● Task item:
Examine the entries below, count the lines holding the string "components", and respond with the number only.

● Supplied information:

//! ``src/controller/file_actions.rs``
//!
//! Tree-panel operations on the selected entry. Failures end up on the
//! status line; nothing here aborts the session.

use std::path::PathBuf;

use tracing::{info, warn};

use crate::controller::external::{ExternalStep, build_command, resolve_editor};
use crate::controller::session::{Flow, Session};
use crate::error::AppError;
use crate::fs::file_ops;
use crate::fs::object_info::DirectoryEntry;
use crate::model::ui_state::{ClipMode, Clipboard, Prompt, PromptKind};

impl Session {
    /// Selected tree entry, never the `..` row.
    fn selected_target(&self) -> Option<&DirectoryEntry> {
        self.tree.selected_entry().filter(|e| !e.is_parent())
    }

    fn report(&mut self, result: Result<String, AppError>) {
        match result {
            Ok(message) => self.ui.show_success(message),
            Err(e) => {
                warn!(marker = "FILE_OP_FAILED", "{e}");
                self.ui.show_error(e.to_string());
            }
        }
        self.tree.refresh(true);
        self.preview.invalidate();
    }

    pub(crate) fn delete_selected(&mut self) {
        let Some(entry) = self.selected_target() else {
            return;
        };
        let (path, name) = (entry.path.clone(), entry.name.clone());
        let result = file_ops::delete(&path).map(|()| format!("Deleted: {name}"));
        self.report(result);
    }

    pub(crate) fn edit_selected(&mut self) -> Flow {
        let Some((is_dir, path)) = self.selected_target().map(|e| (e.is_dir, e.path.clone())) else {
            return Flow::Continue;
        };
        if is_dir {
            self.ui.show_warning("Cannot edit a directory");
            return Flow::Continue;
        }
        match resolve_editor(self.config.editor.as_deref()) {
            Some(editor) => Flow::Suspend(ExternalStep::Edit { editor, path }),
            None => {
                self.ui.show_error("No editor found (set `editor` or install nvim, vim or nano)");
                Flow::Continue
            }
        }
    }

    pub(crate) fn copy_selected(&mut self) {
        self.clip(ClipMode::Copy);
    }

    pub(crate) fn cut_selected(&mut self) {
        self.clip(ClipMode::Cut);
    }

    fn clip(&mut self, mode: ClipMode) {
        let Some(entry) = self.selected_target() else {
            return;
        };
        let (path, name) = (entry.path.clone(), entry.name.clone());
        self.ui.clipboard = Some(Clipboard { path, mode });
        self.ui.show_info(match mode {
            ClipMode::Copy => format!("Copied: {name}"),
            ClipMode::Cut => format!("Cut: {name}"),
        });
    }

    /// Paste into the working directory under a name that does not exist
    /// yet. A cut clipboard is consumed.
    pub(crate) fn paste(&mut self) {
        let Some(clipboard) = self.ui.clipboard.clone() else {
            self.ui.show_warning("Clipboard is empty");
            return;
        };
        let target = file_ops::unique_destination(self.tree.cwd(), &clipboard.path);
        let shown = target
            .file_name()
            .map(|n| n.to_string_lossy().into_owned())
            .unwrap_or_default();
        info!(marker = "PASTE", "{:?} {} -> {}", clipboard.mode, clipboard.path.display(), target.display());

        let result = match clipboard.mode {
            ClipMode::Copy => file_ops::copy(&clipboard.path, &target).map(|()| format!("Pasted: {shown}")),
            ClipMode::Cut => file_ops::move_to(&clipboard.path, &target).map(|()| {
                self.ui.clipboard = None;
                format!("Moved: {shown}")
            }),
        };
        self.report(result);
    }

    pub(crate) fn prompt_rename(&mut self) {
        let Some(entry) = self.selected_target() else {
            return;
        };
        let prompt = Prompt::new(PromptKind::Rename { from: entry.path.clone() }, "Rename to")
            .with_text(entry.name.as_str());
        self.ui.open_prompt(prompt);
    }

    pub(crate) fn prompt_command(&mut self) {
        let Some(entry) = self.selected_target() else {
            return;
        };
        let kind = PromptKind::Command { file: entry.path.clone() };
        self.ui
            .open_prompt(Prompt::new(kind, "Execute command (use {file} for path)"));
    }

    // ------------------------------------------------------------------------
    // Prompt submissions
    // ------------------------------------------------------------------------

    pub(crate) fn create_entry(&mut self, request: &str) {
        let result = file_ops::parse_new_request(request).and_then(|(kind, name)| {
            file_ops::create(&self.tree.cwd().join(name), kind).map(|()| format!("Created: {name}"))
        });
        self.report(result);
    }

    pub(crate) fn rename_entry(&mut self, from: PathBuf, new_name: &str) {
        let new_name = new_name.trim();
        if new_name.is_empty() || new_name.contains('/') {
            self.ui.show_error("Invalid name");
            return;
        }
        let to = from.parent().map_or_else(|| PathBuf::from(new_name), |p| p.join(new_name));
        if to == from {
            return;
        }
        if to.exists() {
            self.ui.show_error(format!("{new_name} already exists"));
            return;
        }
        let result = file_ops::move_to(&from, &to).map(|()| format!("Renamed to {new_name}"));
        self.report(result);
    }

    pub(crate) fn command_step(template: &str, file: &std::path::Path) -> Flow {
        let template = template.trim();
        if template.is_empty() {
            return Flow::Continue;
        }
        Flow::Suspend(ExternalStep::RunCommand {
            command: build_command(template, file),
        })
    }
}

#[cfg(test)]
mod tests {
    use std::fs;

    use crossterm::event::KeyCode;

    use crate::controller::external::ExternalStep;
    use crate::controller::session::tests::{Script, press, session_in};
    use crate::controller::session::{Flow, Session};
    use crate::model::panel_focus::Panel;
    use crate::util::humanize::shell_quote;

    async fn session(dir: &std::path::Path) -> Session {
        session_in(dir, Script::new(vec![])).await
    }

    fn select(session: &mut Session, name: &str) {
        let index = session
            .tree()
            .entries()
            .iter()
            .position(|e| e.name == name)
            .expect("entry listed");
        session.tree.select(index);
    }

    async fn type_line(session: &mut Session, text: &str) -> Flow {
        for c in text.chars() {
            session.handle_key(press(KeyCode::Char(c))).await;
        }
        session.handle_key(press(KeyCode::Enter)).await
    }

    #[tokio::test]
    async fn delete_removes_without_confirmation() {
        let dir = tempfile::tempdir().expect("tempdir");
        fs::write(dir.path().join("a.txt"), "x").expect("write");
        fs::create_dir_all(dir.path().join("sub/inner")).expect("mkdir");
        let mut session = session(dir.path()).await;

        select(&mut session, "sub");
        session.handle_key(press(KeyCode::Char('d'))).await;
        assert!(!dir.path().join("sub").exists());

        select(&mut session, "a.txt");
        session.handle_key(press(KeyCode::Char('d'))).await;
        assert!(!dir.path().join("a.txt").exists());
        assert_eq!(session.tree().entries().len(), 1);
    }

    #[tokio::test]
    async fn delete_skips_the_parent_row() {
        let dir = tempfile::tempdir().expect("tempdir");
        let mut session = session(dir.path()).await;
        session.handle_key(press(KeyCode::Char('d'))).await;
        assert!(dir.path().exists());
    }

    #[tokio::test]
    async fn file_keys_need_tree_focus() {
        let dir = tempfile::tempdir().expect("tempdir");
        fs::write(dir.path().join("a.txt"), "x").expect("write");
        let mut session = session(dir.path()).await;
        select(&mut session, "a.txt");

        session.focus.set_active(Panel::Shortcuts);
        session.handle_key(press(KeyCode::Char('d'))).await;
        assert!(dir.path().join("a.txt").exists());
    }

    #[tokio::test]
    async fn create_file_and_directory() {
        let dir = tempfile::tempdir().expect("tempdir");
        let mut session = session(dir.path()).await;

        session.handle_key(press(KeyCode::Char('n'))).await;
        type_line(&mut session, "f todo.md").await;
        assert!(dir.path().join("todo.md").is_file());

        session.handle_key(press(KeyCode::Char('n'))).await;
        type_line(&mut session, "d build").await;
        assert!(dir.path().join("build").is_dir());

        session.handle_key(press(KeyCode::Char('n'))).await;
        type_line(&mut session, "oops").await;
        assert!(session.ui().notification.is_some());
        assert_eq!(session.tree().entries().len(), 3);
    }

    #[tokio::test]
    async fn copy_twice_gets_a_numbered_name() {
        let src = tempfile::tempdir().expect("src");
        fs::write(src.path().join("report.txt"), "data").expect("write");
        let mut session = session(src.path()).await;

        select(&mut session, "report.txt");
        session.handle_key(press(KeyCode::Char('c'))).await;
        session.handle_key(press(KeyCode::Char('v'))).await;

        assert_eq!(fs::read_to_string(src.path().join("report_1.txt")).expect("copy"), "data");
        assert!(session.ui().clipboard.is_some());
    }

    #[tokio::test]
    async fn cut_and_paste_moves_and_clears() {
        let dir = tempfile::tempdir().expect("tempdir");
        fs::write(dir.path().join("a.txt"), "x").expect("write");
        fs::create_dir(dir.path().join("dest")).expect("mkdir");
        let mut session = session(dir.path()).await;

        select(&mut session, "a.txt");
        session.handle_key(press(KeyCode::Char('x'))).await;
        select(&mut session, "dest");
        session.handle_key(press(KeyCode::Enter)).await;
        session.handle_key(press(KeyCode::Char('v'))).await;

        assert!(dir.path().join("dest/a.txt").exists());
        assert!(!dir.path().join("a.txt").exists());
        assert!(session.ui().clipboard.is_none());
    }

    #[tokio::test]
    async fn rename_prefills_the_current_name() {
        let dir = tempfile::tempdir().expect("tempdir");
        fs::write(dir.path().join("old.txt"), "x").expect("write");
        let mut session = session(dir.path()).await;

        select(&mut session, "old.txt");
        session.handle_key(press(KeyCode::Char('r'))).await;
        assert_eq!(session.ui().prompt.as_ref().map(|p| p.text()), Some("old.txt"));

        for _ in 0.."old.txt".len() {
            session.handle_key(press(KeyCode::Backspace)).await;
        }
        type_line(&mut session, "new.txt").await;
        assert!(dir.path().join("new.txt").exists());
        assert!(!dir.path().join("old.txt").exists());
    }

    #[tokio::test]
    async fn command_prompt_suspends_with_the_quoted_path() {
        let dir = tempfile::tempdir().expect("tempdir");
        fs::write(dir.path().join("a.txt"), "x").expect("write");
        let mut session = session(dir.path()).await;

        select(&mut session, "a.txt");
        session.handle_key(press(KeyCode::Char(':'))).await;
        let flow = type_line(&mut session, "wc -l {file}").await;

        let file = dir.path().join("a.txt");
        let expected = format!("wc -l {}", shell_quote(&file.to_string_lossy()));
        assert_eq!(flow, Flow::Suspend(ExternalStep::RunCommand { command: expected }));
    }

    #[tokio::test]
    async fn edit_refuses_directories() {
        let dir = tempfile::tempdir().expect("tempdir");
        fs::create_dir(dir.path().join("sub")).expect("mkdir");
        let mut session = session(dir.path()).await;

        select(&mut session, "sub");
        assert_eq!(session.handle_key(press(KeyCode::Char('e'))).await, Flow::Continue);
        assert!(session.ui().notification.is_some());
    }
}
--
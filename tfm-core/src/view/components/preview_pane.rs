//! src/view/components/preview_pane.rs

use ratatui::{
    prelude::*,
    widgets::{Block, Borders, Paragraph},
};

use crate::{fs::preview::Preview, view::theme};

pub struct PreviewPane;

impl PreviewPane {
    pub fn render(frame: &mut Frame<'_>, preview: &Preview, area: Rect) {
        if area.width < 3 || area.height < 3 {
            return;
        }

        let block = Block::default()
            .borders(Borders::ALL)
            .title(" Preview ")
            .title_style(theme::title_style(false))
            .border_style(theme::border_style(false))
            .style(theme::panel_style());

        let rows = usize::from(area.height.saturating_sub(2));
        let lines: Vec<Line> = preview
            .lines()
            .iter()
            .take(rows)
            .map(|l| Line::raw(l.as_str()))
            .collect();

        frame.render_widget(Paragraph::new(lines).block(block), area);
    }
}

● Result of the exercise:
2